BACKGROUND/OBJECTIVE: Patients with aneurysmal subarachnoid hemorrhage (aSAH) may be at risk for complications related to excessive environmental noise. Our ICU utilizes a variety of universal interventions to minimize ambient noise levels, but patients with aSAH additionally have specific orders intended to further minimize physiologic stress and noise exposure. It is unknown whether such orders can have a supplementary reductive effect on noise exposure. METHODS: Sound levels were measured for at least three consecutive days in the rooms of 17 patients with aSAH and implemented 'subarachnoid precautions' orders. Sound levels were similarly recorded in the rooms of 11 geographically-proximate, critically-ill control patients without aSAH. RESULTS: Linear mixed models were used to assess the difference in measurements between groups.

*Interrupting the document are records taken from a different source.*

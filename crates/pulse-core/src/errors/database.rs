// ABOUTME: Structured error types for database operations
// ABOUTME: Provides domain-specific errors with context and conversion into AppError
//
// SPDX-License-Identifier: MIT OR Apache-2.0
// Copyright (c) 2025 Pierre Fitness Intelligence

use super::{AppError, ErrorCode};
use thiserror::Error;

/// Errors raised by the persistence layer
#[derive(Debug, Error)]
pub enum DatabaseError {
    /// Could not open or reach the database
    #[error("Database connection failed: {context}")]
    ConnectionError {
        /// What was being attempted
        context: String,
    },

    /// A query failed or returned malformed data
    #[error("Query failed: {context}")]
    QueryError {
        /// What was being attempted
        context: String,
    },

    /// Schema creation failed
    #[error("Migration failed: {context}")]
    MigrationError {
        /// Which migration step failed
        context: String,
    },

    /// Raw driver error
    #[cfg(feature = "database-errors")]
    #[error("SQLx error: {0}")]
    Sqlx(#[from] sqlx::Error),
}

impl From<DatabaseError> for AppError {
    fn from(error: DatabaseError) -> Self {
        Self::new(ErrorCode::DatabaseError, error.to_string()).with_source(error)
    }
}

#[cfg(feature = "database-errors")]
impl From<sqlx::Error> for AppError {
    fn from(error: sqlx::Error) -> Self {
        DatabaseError::Sqlx(error).into()
    }
}
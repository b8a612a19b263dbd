// ABOUTME: Stateful synthetic heart-rate generator for live streams and history backfill
// ABOUTME: Base rate plus slow sine wave plus noise, with optional injected arrhythmias
//
// SPDX-License-Identifier: MIT OR Apache-2.0
// Copyright (c) 2025 Pierre Fitness Intelligence

use crate::activity_table::ActivityRangeTable;
use crate::random::RandomSource;
use pulse_core::constants::heart_rate::{
    BRADYCARDIA_DROP, INJECTION_PROBABILITY, MAX_BPM, MIN_BPM, NOISE_BOUND, TACHYCARDIA_SPIKE,
    WAVE_AMPLITUDE, WAVE_TICK_DIVISOR,
};
use pulse_core::models::ActivityLevel;
use serde::{Deserialize, Serialize};

/// Transient perturbation applied to a single tick
#[derive(Debug, Clone, Copy, PartialEq, Eq, Serialize, Deserialize)]
#[serde(rename_all = "snake_case")]
pub enum InjectedArrhythmia {
    /// Sudden spike upward
    Tachycardia,
    /// Sudden drop downward
    Bradycardia,
}

/// One generated value plus what, if anything, was injected into it
#[derive(Debug, Clone, Copy, PartialEq, Eq, Serialize, Deserialize)]
pub struct GeneratedBeat {
    /// Clamped beats per minute
    pub bpm: i32,
    /// Injected perturbation, if any
    pub injected: Option<InjectedArrhythmia>,
}

/// Synthetic heart-rate signal for one simulated subject
///
/// Each value is `base_rate + 3·sin(ticks / 10) + U(-2, 2)`, truncated toward
/// zero, optionally perturbed by an injected arrhythmia, then clamped to
/// `[40, 200]`. Activity changes average the old and new base rates.
///
/// One instance per stream; instances are never shared between tasks.
#[derive(Debug, Clone)]
pub struct HeartRateGenerator<R> {
    activity: ActivityLevel,
    elapsed_ticks: u64,
    base_rate: i32,
    inject_anomalies: bool,
    table: ActivityRangeTable,
    rng: R,
}

impl<R: RandomSource> HeartRateGenerator<R> {
    /// Create a generator using the standard activity ranges
    #[must_use]
    pub fn new(activity: ActivityLevel, inject_anomalies: bool, rng: R) -> Self {
        Self::with_table(activity, inject_anomalies, ActivityRangeTable::standard(), rng)
    }

    /// Resting subject with anomaly injection enabled
    #[must_use]
    pub fn resting(rng: R) -> Self {
        Self::new(ActivityLevel::Resting, true, rng)
    }

    /// Create a generator with a custom activity table
    #[must_use]
    pub fn with_table(
        activity: ActivityLevel,
        inject_anomalies: bool,
        table: ActivityRangeTable,
        mut rng: R,
    ) -> Self {
        let base_rate = table.sample_base_rate(activity, &mut rng);
        Self {
            activity,
            elapsed_ticks: 0,
            base_rate,
            inject_anomalies,
            table,
            rng,
        }
    }

    /// Switch activity, smoothing the base rate toward the new range
    pub fn transition_activity(&mut self, activity: ActivityLevel) {
        let sampled = self.table.sample_base_rate(activity, &mut self.rng);
        self.activity = activity;
        self.base_rate = (self.base_rate + sampled) / 2;
    }

    /// Produce the next bpm value
    pub fn next_value(&mut self) -> i32 {
        self.next_beat().bpm
    }

    /// Produce the next value along with the injected perturbation, if any
    pub fn next_beat(&mut self) -> GeneratedBeat {
        self.elapsed_ticks += 1;

        let wave = WAVE_AMPLITUDE * (self.elapsed_ticks as f64 / WAVE_TICK_DIVISOR).sin();
        let noise = self.rng.uniform_f64(-NOISE_BOUND, NOISE_BOUND);
        let mut bpm = (f64::from(self.base_rate) + wave + noise) as i32;

        let injected = if self.inject_anomalies && self.rng.chance(INJECTION_PROBABILITY) {
            if self.rng.coin_flip() {
                bpm += self.rng.uniform_int(TACHYCARDIA_SPIKE.0, TACHYCARDIA_SPIKE.1);
                Some(InjectedArrhythmia::Tachycardia)
            } else {
                bpm -= self.rng.uniform_int(BRADYCARDIA_DROP.0, BRADYCARDIA_DROP.1);
                Some(InjectedArrhythmia::Bradycardia)
            }
        } else {
            None
        };

        GeneratedBeat {
            bpm: bpm.clamp(MIN_BPM, MAX_BPM),
            injected,
        }
    }

    /// Current activity
    #[must_use]
    pub const fn activity(&self) -> ActivityLevel {
        self.activity
    }

    /// Current smoothed base rate
    #[must_use]
    pub const fn base_rate(&self) -> i32 {
        self.base_rate
    }

    /// Ticks produced so far
    #[must_use]
    pub const fn elapsed_ticks(&self) -> u64 {
        self.elapsed_ticks
    }

    /// Whether arrhythmias are injected
    #[must_use]
    pub const fn injects_anomalies(&self) -> bool {
        self.inject_anomalies
    }

    /// Activity table in use
    #[must_use]
    pub const fn table(&self) -> &ActivityRangeTable {
        &self.table
    }
}
// ABOUTME: Server resources container and HTTP server bootstrap
// ABOUTME: Assembles the axum router with tracing and CORS layers and serves it with graceful shutdown
//
// SPDX-License-Identifier: MIT OR Apache-2.0
// Copyright (c) 2025 Pierre Fitness Intelligence

//! # Server Module
//!
//! [`ServerResources`] holds the shared handles every route needs. It is
//! created once at startup and shared behind an `Arc`.

use crate::config::ServerConfig;
use crate::database::{Database, SqliteHeartRateRepository};
use crate::errors::{AppError, AppResult};
use crate::middleware::{create_request_span, setup_cors};
use crate::routes::{HealthRoutes, HeartRateRoutes, HeartRateStreamRoutes};
use crate::services::{AnomalyScanService, AnomalyScanSettings};
use axum::Router;
use std::future::{self, Future};
use std::net::SocketAddr;
use std::sync::Arc;
use tokio::net::TcpListener;
use tokio::signal;
#[cfg(unix)]
use tokio::signal::unix::{signal as unix_signal, SignalKind};
use tower_http::trace::TraceLayer;
use tracing::{info, warn};

/// Shared resources injected into every route
pub struct ServerResources {
    /// Heart-rate and anomaly storage
    pub database: Database,
    /// Runtime configuration
    pub config: Arc<ServerConfig>,
    /// Anomaly scan over stored history
    pub anomaly_scan: AnomalyScanService,
}

impl ServerResources {
    /// Wire resources around an open database
    #[must_use]
    pub fn new(database: Database, config: Arc<ServerConfig>) -> Self {
        let repository = Arc::new(SqliteHeartRateRepository::new(database.clone()));
        let anomaly_scan =
            AnomalyScanService::new(repository, AnomalyScanSettings::from(&config.heart_rate));
        Self {
            database,
            config,
            anomaly_scan,
        }
    }

    /// Open the configured database and wire resources around it
    ///
    /// # Errors
    ///
    /// Returns an error if the configuration is invalid or the database
    /// cannot be opened
    pub async fn from_config(config: ServerConfig) -> AppResult<Self> {
        config.validate()?;
        let database = Database::new(&config.database.to_connection_string()).await?;
        Ok(Self::new(database, Arc::new(config)))
    }
}

/// Build the full application router
pub fn build_router(resources: &Arc<ServerResources>) -> Router {
    let cors = setup_cors(&resources.config);

    Router::new()
        .merge(HealthRoutes::routes(resources.clone()))
        .merge(HeartRateRoutes::routes(resources.clone()))
        .merge(HeartRateStreamRoutes::routes(resources.clone()))
        .layer(TraceLayer::new_for_http().make_span_with(create_request_span))
        .layer(cors)
}

/// Bind the configured port and serve until a shutdown signal arrives
///
/// # Errors
///
/// Returns an error if the port cannot be bound or the server fails
pub async fn run(resources: Arc<ServerResources>) -> AppResult<()> {
    let address = SocketAddr::from(([0, 0, 0, 0], resources.config.http_port));
    let listener = TcpListener::bind(address)
        .await
        .map_err(|e| AppError::internal(format!("Failed to bind {address}: {e}")))?;

    info!("HTTP server listening on http://{address}");
    serve(listener, resources, shutdown_signal()).await
}

/// Serve on an already bound listener until `shutdown` resolves
///
/// # Errors
///
/// Returns an error if the server fails
pub async fn serve<F>(
    listener: TcpListener,
    resources: Arc<ServerResources>,
    shutdown: F,
) -> AppResult<()>
where
    F: Future<Output = ()> + Send + 'static,
{
    let app = build_router(&resources);
    axum::serve(listener, app)
        .with_graceful_shutdown(shutdown)
        .await
        .map_err(|e| AppError::internal(format!("HTTP server error: {e}")))?;

    info!("HTTP server stopped");
    Ok(())
}

async fn shutdown_signal() {
    let ctrl_c = async {
        if let Err(e) = signal::ctrl_c().await {
            warn!("Failed to install Ctrl+C handler: {e}");
            future::pending::<()>().await;
        }
        info!("Received Ctrl+C, shutting down");
    };

    #[cfg(unix)]
    let terminate = async {
        match unix_signal(SignalKind::terminate()) {
            Ok(mut stream) => {
                stream.recv().await;
                info!("Received terminate signal, shutting down");
            }
            Err(e) => {
                warn!("Failed to install terminate handler: {e}");
                future::pending::<()>().await;
            }
        }
    };

    #[cfg(not(unix))]
    let terminate = future::pending::<()>();

    tokio::select! {
        () = ctrl_c => {},
        () = terminate => {},
    }
}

Observations were combined into fifteen-minute windows, then group means and their differences were calculated and plotted to help identify what times of the day had significant differences. aSAH patients consistently experienced lower sound levels than control patients, with a statistically significant difference (p < 0.05) in mean sound levels at 62 of 96 intervals throughout the day. Overall, the mean sound level for aSAH patients was always between 62-63dBA, while the mean sound level experienced by control patients ranged between 64-66dBA. CONCLUSIONS: Implementation of patient-specific orders can have a supplementary reductive effect on noise exposure for aSAH patients in an intensive care unit that already utilizes universal noise abatement interventions.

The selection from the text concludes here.